Visit http://www.utsouthwestern.org/patientcare/medicalservices/nutrition.html to learn more about UT Southwestern's clinical services in nutrition.

Media Contact: Kristen Holland Shear

Older children lugging bottles risk iron deficiency

Children not weaned from the bottle at an appropriate age have an increased chance of becoming iron deficient, warns a UT Southwestern Medical Center pediatrician.

"Given the detrimental long-term effects of iron deficiency, preventing it in early childhood is important," says Dr. Jane Brotanek.

Iron deficiency, a common cause of anemia, results in impaired bone marrow and muscle function. Iron-deficiency anemia in infancy and early childhood is associated with behavioral and cognitive delays, including impaired learning, decreased school achievement, and lower scores on tests of mental and motor development.

Dietary practices leading to iron deficiency include exclusive breastfeeding beyond six months not supplemented by iron-rich foods or vitamins with iron, early introduction of milk, prolonged bottle feeding, and excessive consumption of cow's milk.

Dr. Brotanek suggests parents wean children from the bottle at about 1 year of age. Parents can introduce their child to the cup around 9-10 months of age, so that he/she can get used to it and slowly learn to use a cup. Toddlers should eat plenty of iron-rich foods (spinach, eggs, iron-fortified breads and cereals, meats) and drink no more than two cups (16 oz.) cow's milk daily.

Visit http://www.utsouthwestern.org/patientcare/medicalservices/pediatrics.html to learn more about UT Southwestern's clinical services in pediatrics.

Media Contact: Erin Prather Stafford

Watch out for acetaminophen buildup

When seeking quick pain relief, people should not overindulge in acetaminophen as a cure-all, UT Southwestern Medical Center liver experts warn.

From holiday headaches to Super Bowl parties to flu-season aches, many people reach for acetaminophen in its many forms - headache relief, sleep aids, cold and flu remedies, even some prescription painkillers - not realizing how quickly the medication can add up.

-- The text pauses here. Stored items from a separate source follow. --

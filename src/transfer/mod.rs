//! Cross-chain transfer orchestration
//!
//! A transfer moves through [`TransferState`] one step at a time:
//!
//! ```text
//! Created --initiate_transfer--> Initiated --fetch_attestation--> Attested --complete_transfer--> Completed
//!                                                                     \--(partially redeemed)--> Redeemed
//! ```
//!
//! Transfers rebuilt from a message id or a source transaction start in
//! `Attested`. Every operation checks the current state before doing any work
//! and fails with [`VaaError::InvalidStateTransition`] without touching the
//! transfer when called out of order.

mod batch;
mod circle;
mod config;
mod context;
mod poll;
mod token;

use std::fmt;
use std::time::Duration;

use alloy_primitives::{Bytes, B256, U256};
use async_trait::async_trait;
use bon::Builder;

use crate::address::UniversalAddress;
use crate::chain::{Chain, ChainAddress};
use crate::error::{Result, VaaError};
use crate::traits::Signer;
use crate::vaa::Vaa;

pub use self::batch::{sign_send_wait, TxBatcher};
pub use self::circle::{CircleAttestation, CircleTransfer};
pub use self::config::{
    PollingConfig, ENV_BACKOFF_MULTIPLIER, ENV_MAX_ATTEMPTS, ENV_MAX_INTERVAL_SECS,
    ENV_POLL_INTERVAL_SECS,
};
pub use self::context::Wormhole;
pub use self::token::TokenTransfer;
pub use crate::vaa::WormholeMessageId;

/// Lifecycle of a transfer; only ever moves forward.
#[derive(Debug, Clone, Copy, PartialEq, Eq, PartialOrd, Ord, Hash)]
pub enum TransferState {
    Created,
    Initiated,
    Attested,
    /// Some, but not all, attestations have been redeemed.
    Redeemed,
    Completed,
}

impl fmt::Display for TransferState {
    fn fmt(&self, f: &mut fmt::Formatter<'_>) -> fmt::Result {
        f.write_str(match self {
            Self::Created => "Created",
            Self::Initiated => "Initiated",
            Self::Attested => "Attested",
            Self::Redeemed => "Redeemed",
            Self::Completed => "Completed",
        })
    }
}

/// Token being sent, relative to the source chain
#[derive(Debug, Clone, Copy, PartialEq, Eq, Hash)]
pub enum TokenAddress {
    /// The chain's gas token
    Native,
    Token(UniversalAddress),
}

impl fmt::Display for TokenAddress {
    fn fmt(&self, f: &mut fmt::Formatter<'_>) -> fmt::Result {
        match self {
            Self::Native => f.write_str("native"),
            Self::Token(address) => address.fmt(f),
        }
    }
}

/// Transaction hash qualified by its chain
#[derive(Debug, Clone, PartialEq, Eq, Hash)]
pub struct TransactionId {
    pub chain: Chain,
    pub txid: String,
}

impl TransactionId {
    pub fn new(chain: Chain, txid: impl Into<String>) -> Self {
        Self {
            chain,
            txid: txid.into(),
        }
    }
}

impl fmt::Display for TransactionId {
    fn fmt(&self, f: &mut fmt::Formatter<'_>) -> fmt::Result {
        write!(f, "{}:{}", self.chain, self.txid)
    }
}

/// What a transfer waits on between initiation and completion
#[derive(Debug, Clone, Copy, PartialEq, Eq, Hash)]
pub enum AttestationId {
    /// A guardian-signed VAA
    Wormhole(WormholeMessageId),
    /// A Circle attestation, keyed by the keccak256 hash of the CCTP message
    Circle(B256),
}

impl fmt::Display for AttestationId {
    fn fmt(&self, f: &mut fmt::Formatter<'_>) -> fmt::Result {
        match self {
            Self::Wormhole(id) => id.fmt(f),
            Self::Circle(hash) => hash.fmt(f),
        }
    }
}

/// A Wormhole message of a transfer and, once fetched, its VAA
#[derive(Debug, Clone, PartialEq, Eq)]
pub struct TransferAttestation {
    pub id: WormholeMessageId,
    pub vaa: Option<Vaa>,
}

impl TransferAttestation {
    pub fn pending(id: WormholeMessageId) -> Self {
        Self { id, vaa: None }
    }
}

/// What to send, from where, to whom
///
/// # Examples
///
/// ```rust
/// use alloy_primitives::U256;
/// use vaa_rs::transfer::{TokenAddress, TransferDetails};
/// use vaa_rs::{Chain, ChainAddress, UniversalAddress};
///
/// let details = TransferDetails::builder()
///     .token(TokenAddress::Native)
///     .amount(U256::from(1_000_000u64))
///     .from(ChainAddress::new(Chain::Ethereum, UniversalAddress::new([1; 32])))
///     .to(ChainAddress::new(Chain::Solana, UniversalAddress::new([2; 32])))
///     .automatic(true)
///     .native_gas(U256::from(5_000u64))
///     .build();
/// assert!(details.validate().is_ok());
/// ```
#[derive(Builder, Debug, Clone, PartialEq, Eq)]
pub struct TransferDetails {
    token: TokenAddress,
    amount: U256,
    from: ChainAddress,
    to: ChainAddress,
    payload: Option<Bytes>,
    /// Whether a relayer completes the transfer on the destination chain
    #[builder(default)]
    automatic: bool,
    /// Native gas for the relayer to drop off at the recipient
    native_gas: Option<U256>,
}

impl TransferDetails {
    pub fn token(&self) -> TokenAddress {
        self.token
    }

    pub fn amount(&self) -> U256 {
        self.amount
    }

    pub fn from(&self) -> ChainAddress {
        self.from
    }

    pub fn to(&self) -> ChainAddress {
        self.to
    }

    pub fn payload(&self) -> Option<&Bytes> {
        self.payload.as_ref()
    }

    pub fn automatic(&self) -> bool {
        self.automatic
    }

    pub fn native_gas(&self) -> Option<U256> {
        self.native_gas
    }

    /// Checks the combination of options, independently of any chain configuration.
    pub fn validate(&self) -> Result<()> {
        if self.from.chain == self.to.chain {
            return Err(VaaError::InvalidTransfer(format!(
                "source and destination are both {}",
                self.from.chain
            )));
        }
        if self.automatic && self.payload.is_some() {
            return Err(VaaError::InvalidTransfer(
                "automatic transfers cannot carry a payload".to_string(),
            ));
        }
        if self.native_gas.is_some() && !self.automatic {
            return Err(VaaError::InvalidTransfer(
                "native gas drop-off requires an automatic transfer".to_string(),
            ));
        }
        Ok(())
    }
}

/// A transfer driven through its lifecycle by the caller.
///
/// Calls on the same transfer must not overlap; each takes `&mut self`.
#[async_trait]
pub trait WormholeTransfer: Send {
    fn state(&self) -> TransferState;

    fn details(&self) -> &TransferDetails;

    /// Source and destination transactions submitted so far, in order.
    fn transactions(&self) -> &[TransactionId];

    fn attestation_ids(&self) -> Vec<AttestationId>;

    /// Sends the source chain transactions. Valid only in `Created`.
    async fn initiate_transfer(&mut self, signer: &dyn Signer) -> Result<Vec<TransactionId>>;

    /// Waits for every attestation. Valid in `Initiated` and `Attested`.
    ///
    /// `timeout` bounds the total time spent waiting, on top of the attempt
    /// limit of the polling configuration.
    async fn fetch_attestation(&mut self, timeout: Option<Duration>) -> Result<Vec<AttestationId>>;

    /// Redeems on the destination chain. Valid in `Attested` and `Redeemed`.
    async fn complete_transfer(&mut self, signer: &dyn Signer) -> Result<Vec<TransactionId>>;
}

pub(crate) fn require_state(
    operation: &'static str,
    state: TransferState,
    allowed: &[TransferState],
) -> Result<()> {
    if allowed.contains(&state) {
        Ok(())
    } else {
        Err(VaaError::InvalidStateTransition { operation, state })
    }
}

pub(crate) fn require_signer_chain(signer: &dyn Signer, chain: Chain) -> Result<()> {
    if signer.chain() == chain {
        Ok(())
    } else {
        Err(VaaError::InvalidTransfer(format!(
            "signer is on {}, expected {chain}",
            signer.chain()
        )))
    }
}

"It is easy to lose track of how much combined acetaminophen you're consuming when taking combinations of medicines, particularly for different ailments such as arthritis and perhaps a cold," says Dr. William Lee, director of the Clinical Center for Liver Diseases at UT Southwestern.

Too much acetaminophen in the system at one time or over an extended period can cause serious liver damage or can lead to liver failure and even death. About 100 people die annually of accidental acetaminophen poisoning and another 15,000 end up in the emergency rooms from unknowingly taking too much.

The average adult should avoid more than 4,000 milligrams total acetaminophen per day, the equivalent of eight extra strength tablets, and no more than 2,000 mg to 3,000 mg for those with liver problems like hepatitis or those who drink regularly. Also remember, Dr. Lee says, that alcohol makes acetaminophen more toxic while depleting other substances that protect against liver damage.

Visit http://www.utsouthwestern.org/patientcare/medicalservices/digestive.html to learn more about UT Southwestern's clinical services in digestive disorders.

Media Contact: Russell Rian

Fireplaces can be risky for children

More families are using fireplaces to heat their homes during cold winter months. While indoor fireplaces are convenient and provide instant warmth, more children are burning themselves by touching the glass barrier at the fireplaces' fronts.

"Young children, especially those younger than 2, are explorers and often unsteady on their feet," says Dr. Douglas Baker, a pediatrician and emergency department physician at UT Southwestern Medical Center. "Children can burn themselves by falling toward the gas fireplace and pushing against the hot glass for balance."

Dr. Baker also warns that children might touch hot glass out of simple curiosity. It takes only seconds for a child to be seriously burned and children can still be harmed after the burner has been turned off and the glass is cooling.

Parents should never leave children unsupervised near fireplaces, and barriers can be erected to keep youngsters at a safe distance. Parents should also consider using the fireplace only after children younger than 5 years old have gone to bed.